//! Target container formats.

use std::fmt;
use std::str::FromStr;

/// Container format an image is being converted to.
#[derive(Debug, Clone, Copy, PartialEq, Eq, Hash)]
pub enum TargetFormat {
    /// JPEG / JFIF. Opaque RGB only.
    Jpeg,
    /// PNG. Accepts grayscale, indexed, RGB and RGBA.
    Png,
}

impl TargetFormat {
    /// Tokens accepted by [`FromStr`], in display order.
    pub const TOKENS: [&'static str; 3] = ["JPG", "PNG", "JPEG"];

    /// Canonical file extension (without the dot).
    pub fn extension(self) -> &'static str {
        match self {
            TargetFormat::Jpeg => "jpg",
            TargetFormat::Png => "png",
        }
    }

    /// MIME type of the encoded output.
    pub fn mime_type(self) -> &'static str {
        match self {
            TargetFormat::Jpeg => "image/jpeg",
            TargetFormat::Png => "image/png",
        }
    }

    /// Human-readable container name.
    pub fn name(self) -> &'static str {
        match self {
            TargetFormat::Jpeg => "JPEG",
            TargetFormat::Png => "PNG",
        }
    }

    /// Whether the container can store an alpha channel.
    pub fn supports_alpha(self) -> bool {
        matches!(self, TargetFormat::Png)
    }
}

impl fmt::Display for TargetFormat {
    fn fmt(&self, f: &mut fmt::Formatter<'_>) -> fmt::Result {
        f.write_str(self.name())
    }
}

/// Returned when a target token is not one of `JPEG`, `JPG` or `PNG`.
#[derive(Debug, Clone, PartialEq, Eq)]
pub struct UnsupportedFormatError {
    token: String,
}

impl UnsupportedFormatError {
    /// The rejected token as supplied.
    pub fn token(&self) -> &str {
        &self.token
    }
}

impl fmt::Display for UnsupportedFormatError {
    fn fmt(&self, f: &mut fmt::Formatter<'_>) -> fmt::Result {
        write!(
            f,
            "unsupported target format '{}' (expected one of JPG, JPEG, PNG)",
            self.token
        )
    }
}

impl std::error::Error for UnsupportedFormatError {}

impl FromStr for TargetFormat {
    type Err = UnsupportedFormatError;

    /// Case-insensitive; a leading dot is accepted so extensions parse too.
    fn from_str(s: &str) -> Result<Self, Self::Err> {
        let token = s.trim();
        let bare = token.strip_prefix('.').unwrap_or(token);
        if bare.eq_ignore_ascii_case("jpg") || bare.eq_ignore_ascii_case("jpeg") {
            Ok(TargetFormat::Jpeg)
        } else if bare.eq_ignore_ascii_case("png") {
            Ok(TargetFormat::Png)
        } else {
            Err(UnsupportedFormatError {
                token: s.to_string(),
            })
        }
    }
}
//! The mode normalization routine.

use crate::composite::{
    gray_alpha_to_rgba, gray_to_rgb, indexed_to_rgb, indexed_to_rgba, rgba_over_white,
};
use crate::image::{Image, PixelData, PixelMode};
use crate::target::TargetFormat;

/// Convert `image` to a pixel mode that `target` can encode directly.
///
/// Consumes the image; layouts that are already acceptable are returned
/// without touching the buffer. Transparency is composited over white only
/// when the target cannot store alpha.
pub fn normalize(image: Image, target: TargetFormat) -> Image {
    match target {
        TargetFormat::Jpeg => normalize_for_jpeg(image),
        TargetFormat::Png => normalize_for_png(image),
    }
}

/// Whether `pixels` can be written to `target` without conversion.
///
/// Indexed images with a transparency table are not considered normalized
/// for PNG; they are expanded to RGBA.
pub fn is_normalized(pixels: &PixelData, target: TargetFormat) -> bool {
    match (target, pixels) {
        (TargetFormat::Jpeg, PixelData::Rgb(_)) => true,
        (TargetFormat::Jpeg, _) => false,
        (TargetFormat::Png, PixelData::Indexed { palette, .. }) => !palette.has_transparency(),
        (TargetFormat::Png, PixelData::GrayAlpha(_)) => false,
        (TargetFormat::Png, _) => true,
    }
}

fn normalize_for_jpeg(image: Image) -> Image {
    image.map_pixels(|pixels| match pixels {
        PixelData::Rgb(rgb) => PixelData::Rgb(rgb),
        PixelData::Rgba(rgba) => PixelData::Rgb(rgba_over_white(&rgba)),
        PixelData::GrayAlpha(la) => PixelData::Rgb(rgba_over_white(&gray_alpha_to_rgba(&la))),
        PixelData::Indexed { indices, palette } if palette.has_transparency() => {
            PixelData::Rgb(rgba_over_white(&indexed_to_rgba(&indices, &palette)))
        }
        PixelData::Indexed { indices, palette } => {
            PixelData::Rgb(indexed_to_rgb(&indices, &palette))
        }
        PixelData::Gray(l) => PixelData::Rgb(gray_to_rgb(&l)),
    })
}

fn normalize_for_png(image: Image) -> Image {
    image.map_pixels(|pixels| match pixels {
        PixelData::GrayAlpha(la) => PixelData::Rgba(gray_alpha_to_rgba(&la)),
        PixelData::Indexed { indices, palette } if palette.has_transparency() => {
            PixelData::Rgba(indexed_to_rgba(&indices, &palette))
        }
        unchanged => unchanged,
    })
}

/// Pixel mode that [`normalize()`] produces for a source mode and target.
///
/// `transparent_palette` only matters for [`PixelMode::Indexed`].
pub fn output_mode(mode: PixelMode, transparent_palette: bool, target: TargetFormat) -> PixelMode {
    match (target, mode) {
        (TargetFormat::Jpeg, _) => PixelMode::Rgb,
        (TargetFormat::Png, PixelMode::GrayAlpha) => PixelMode::Rgba,
        (TargetFormat::Png, PixelMode::Indexed) if transparent_palette => PixelMode::Rgba,
        (TargetFormat::Png, m) => m,
    }
}
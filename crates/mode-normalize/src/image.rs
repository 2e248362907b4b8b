//! In-memory raster types.
//!
//! [`Image`] pairs dimensions with a [`PixelData`] buffer. The buffer is a
//! tagged variant so the pixel layout and the bytes that follow it can never
//! disagree; [`PixelMode`] is the fieldless discriminant used for reporting
//! and comparisons.

use std::fmt;

/// Semantic pixel layout of a decoded image.
#[derive(Debug, Clone, Copy, PartialEq, Eq, Hash)]
pub enum PixelMode {
    /// One luma byte per pixel.
    Gray,
    /// Luma and alpha bytes per pixel.
    GrayAlpha,
    /// One palette index per pixel.
    Indexed,
    /// Red, green, blue bytes per pixel.
    Rgb,
    /// Red, green, blue, alpha bytes per pixel.
    Rgba,
}

impl PixelMode {
    /// Bytes used per pixel in the unpacked buffer.
    pub fn channels(self) -> usize {
        match self {
            PixelMode::Gray | PixelMode::Indexed => 1,
            PixelMode::GrayAlpha => 2,
            PixelMode::Rgb => 3,
            PixelMode::Rgba => 4,
        }
    }

    /// Short uppercase name, e.g. `"RGBA"`.
    pub fn as_str(self) -> &'static str {
        match self {
            PixelMode::Gray => "L",
            PixelMode::GrayAlpha => "LA",
            PixelMode::Indexed => "P",
            PixelMode::Rgb => "RGB",
            PixelMode::Rgba => "RGBA",
        }
    }
}

impl fmt::Display for PixelMode {
    fn fmt(&self, f: &mut fmt::Formatter<'_>) -> fmt::Result {
        f.write_str(self.as_str())
    }
}

/// Color table for indexed images.
///
/// `alpha` is the transparency key: one alpha value per leading palette
/// entry. Entries past the end of the table are fully opaque, matching the
/// semantics of a PNG `tRNS` chunk.
#[derive(Debug, Clone, PartialEq, Eq)]
pub struct Palette {
    colors: Vec<[u8; 3]>,
    alpha: Option<Vec<u8>>,
}

impl Palette {
    /// Create an opaque palette.
    pub fn new(colors: Vec<[u8; 3]>) -> Self {
        Self {
            colors,
            alpha: None,
        }
    }

    /// Create a palette with a transparency table.
    ///
    /// An empty table is treated as no transparency.
    pub fn with_alpha(colors: Vec<[u8; 3]>, alpha: Vec<u8>) -> Self {
        Self {
            colors,
            alpha: if alpha.is_empty() { None } else { Some(alpha) },
        }
    }

    /// Build a palette from packed `[r, g, b, r, g, b, ...]` bytes, as found
    /// in a PNG `PLTE` chunk. A trailing partial entry is ignored.
    pub fn from_rgb_bytes(bytes: &[u8], alpha: Option<&[u8]>) -> Self {
        let colors = bytes
            .chunks_exact(3)
            .map(|c| [c[0], c[1], c[2]])
            .collect();
        match alpha {
            Some(a) => Self::with_alpha(colors, a.to_vec()),
            None => Self::new(colors),
        }
    }

    pub fn len(&self) -> usize {
        self.colors.len()
    }

    pub fn is_empty(&self) -> bool {
        self.colors.is_empty()
    }

    pub fn colors(&self) -> &[[u8; 3]] {
        &self.colors
    }

    /// The transparency table, if any.
    pub fn alpha_table(&self) -> Option<&[u8]> {
        self.alpha.as_deref()
    }

    /// Whether this palette carries a transparency key.
    pub fn has_transparency(&self) -> bool {
        self.alpha.is_some()
    }

    /// Color of entry `index`, black if out of range.
    #[inline]
    pub fn color(&self, index: u8) -> [u8; 3] {
        self.colors
            .get(index as usize)
            .copied()
            .unwrap_or([0, 0, 0])
    }

    /// Alpha of entry `index`.
    #[inline]
    pub fn alpha(&self, index: u8) -> u8 {
        self.alpha
            .as_ref()
            .and_then(|a| a.get(index as usize).copied())
            .unwrap_or(255)
    }

    /// Packed RGB bytes for encoders.
    pub fn to_rgb_bytes(&self) -> Vec<u8> {
        self.colors.iter().flatten().copied().collect()
    }
}

/// Pixel buffer tagged with its layout.
#[derive(Debug, Clone, PartialEq, Eq)]
pub enum PixelData {
    Gray(Vec<u8>),
    GrayAlpha(Vec<u8>),
    Indexed { indices: Vec<u8>, palette: Palette },
    Rgb(Vec<u8>),
    Rgba(Vec<u8>),
}

impl PixelData {
    pub fn mode(&self) -> PixelMode {
        match self {
            PixelData::Gray(_) => PixelMode::Gray,
            PixelData::GrayAlpha(_) => PixelMode::GrayAlpha,
            PixelData::Indexed { .. } => PixelMode::Indexed,
            PixelData::Rgb(_) => PixelMode::Rgb,
            PixelData::Rgba(_) => PixelMode::Rgba,
        }
    }

    /// Raw bytes of the buffer (palette indices for indexed data).
    pub fn as_bytes(&self) -> &[u8] {
        match self {
            PixelData::Gray(b)
            | PixelData::GrayAlpha(b)
            | PixelData::Rgb(b)
            | PixelData::Rgba(b) => b,
            PixelData::Indexed { indices, .. } => indices,
        }
    }

    /// Whether any pixel can be less than fully opaque.
    pub fn has_alpha(&self) -> bool {
        match self {
            PixelData::GrayAlpha(_) | PixelData::Rgba(_) => true,
            PixelData::Indexed { palette, .. } => palette.has_transparency(),
            PixelData::Gray(_) | PixelData::Rgb(_) => false,
        }
    }
}

/// Validation failure when constructing an [`Image`].
#[derive(Debug, Clone, PartialEq, Eq)]
pub enum ImageError {
    /// Buffer length does not match `width * height * channels`.
    BufferSize {
        mode: PixelMode,
        expected: usize,
        actual: usize,
    },
    /// An indexed pixel refers past the end of the palette.
    IndexOutOfRange { index: u8, palette_len: usize },
    /// Width or height is zero.
    EmptyDimensions,
}

impl fmt::Display for ImageError {
    fn fmt(&self, f: &mut fmt::Formatter<'_>) -> fmt::Result {
        match self {
            ImageError::BufferSize {
                mode,
                expected,
                actual,
            } => write!(
                f,
                "{} buffer has {} bytes, expected {}",
                mode, actual, expected
            ),
            ImageError::IndexOutOfRange { index, palette_len } => write!(
                f,
                "palette index {} out of range for {} entries",
                index, palette_len
            ),
            ImageError::EmptyDimensions => write!(f, "image has zero width or height"),
        }
    }
}

impl std::error::Error for ImageError {}

/// A decoded raster owned by a single conversion.
#[derive(Debug, Clone, PartialEq, Eq)]
pub struct Image {
    width: u32,
    height: u32,
    pixels: PixelData,
}

impl Image {
    /// Create an image, validating the buffer against the dimensions.
    pub fn new(width: u32, height: u32, pixels: PixelData) -> Result<Self, ImageError> {
        if width == 0 || height == 0 {
            return Err(ImageError::EmptyDimensions);
        }
        let mode = pixels.mode();
        let expected = width as usize * height as usize * mode.channels();
        let actual = pixels.as_bytes().len();
        if expected != actual {
            return Err(ImageError::BufferSize {
                mode,
                expected,
                actual,
            });
        }
        if let PixelData::Indexed { indices, palette } = &pixels {
            if let Some(&index) = indices.iter().find(|&&i| i as usize >= palette.len()) {
                return Err(ImageError::IndexOutOfRange {
                    index,
                    palette_len: palette.len(),
                });
            }
        }
        Ok(Self {
            width,
            height,
            pixels,
        })
    }

    pub fn gray(width: u32, height: u32, data: Vec<u8>) -> Result<Self, ImageError> {
        Self::new(width, height, PixelData::Gray(data))
    }

    pub fn gray_alpha(width: u32, height: u32, data: Vec<u8>) -> Result<Self, ImageError> {
        Self::new(width, height, PixelData::GrayAlpha(data))
    }

    pub fn indexed(
        width: u32,
        height: u32,
        indices: Vec<u8>,
        palette: Palette,
    ) -> Result<Self, ImageError> {
        Self::new(width, height, PixelData::Indexed { indices, palette })
    }

    pub fn rgb(width: u32, height: u32, data: Vec<u8>) -> Result<Self, ImageError> {
        Self::new(width, height, PixelData::Rgb(data))
    }

    pub fn rgba(width: u32, height: u32, data: Vec<u8>) -> Result<Self, ImageError> {
        Self::new(width, height, PixelData::Rgba(data))
    }

    #[inline]
    pub fn width(&self) -> u32 {
        self.width
    }

    #[inline]
    pub fn height(&self) -> u32 {
        self.height
    }

    #[inline]
    pub fn mode(&self) -> PixelMode {
        self.pixels.mode()
    }

    #[inline]
    pub fn pixels(&self) -> &PixelData {
        &self.pixels
    }

    pub fn into_pixels(self) -> PixelData {
        self.pixels
    }

    /// Transform the buffer, keeping the dimensions.
    ///
    /// Only used by conversions that preserve the pixel count, so the length
    /// invariant is checked in debug builds only.
    pub(crate) fn map_pixels(self, f: impl FnOnce(PixelData) -> PixelData) -> Self {
        let pixels = f(self.pixels);
        debug_assert_eq!(
            pixels.as_bytes().len(),
            self.width as usize * self.height as usize * pixels.mode().channels()
        );
        Self {
            width: self.width,
            height: self.height,
            pixels,
        }
    }
}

========================================================================

WHAT IS NEEDED:
Select the lines from the entries that include the word "EmptyDimensions".

TASK SOLUTION:
    EmptyDimensions,
            ImageError::EmptyDimensions => write!(f, "image has zero width or height"),
            return Err(ImageError::EmptyDimensions);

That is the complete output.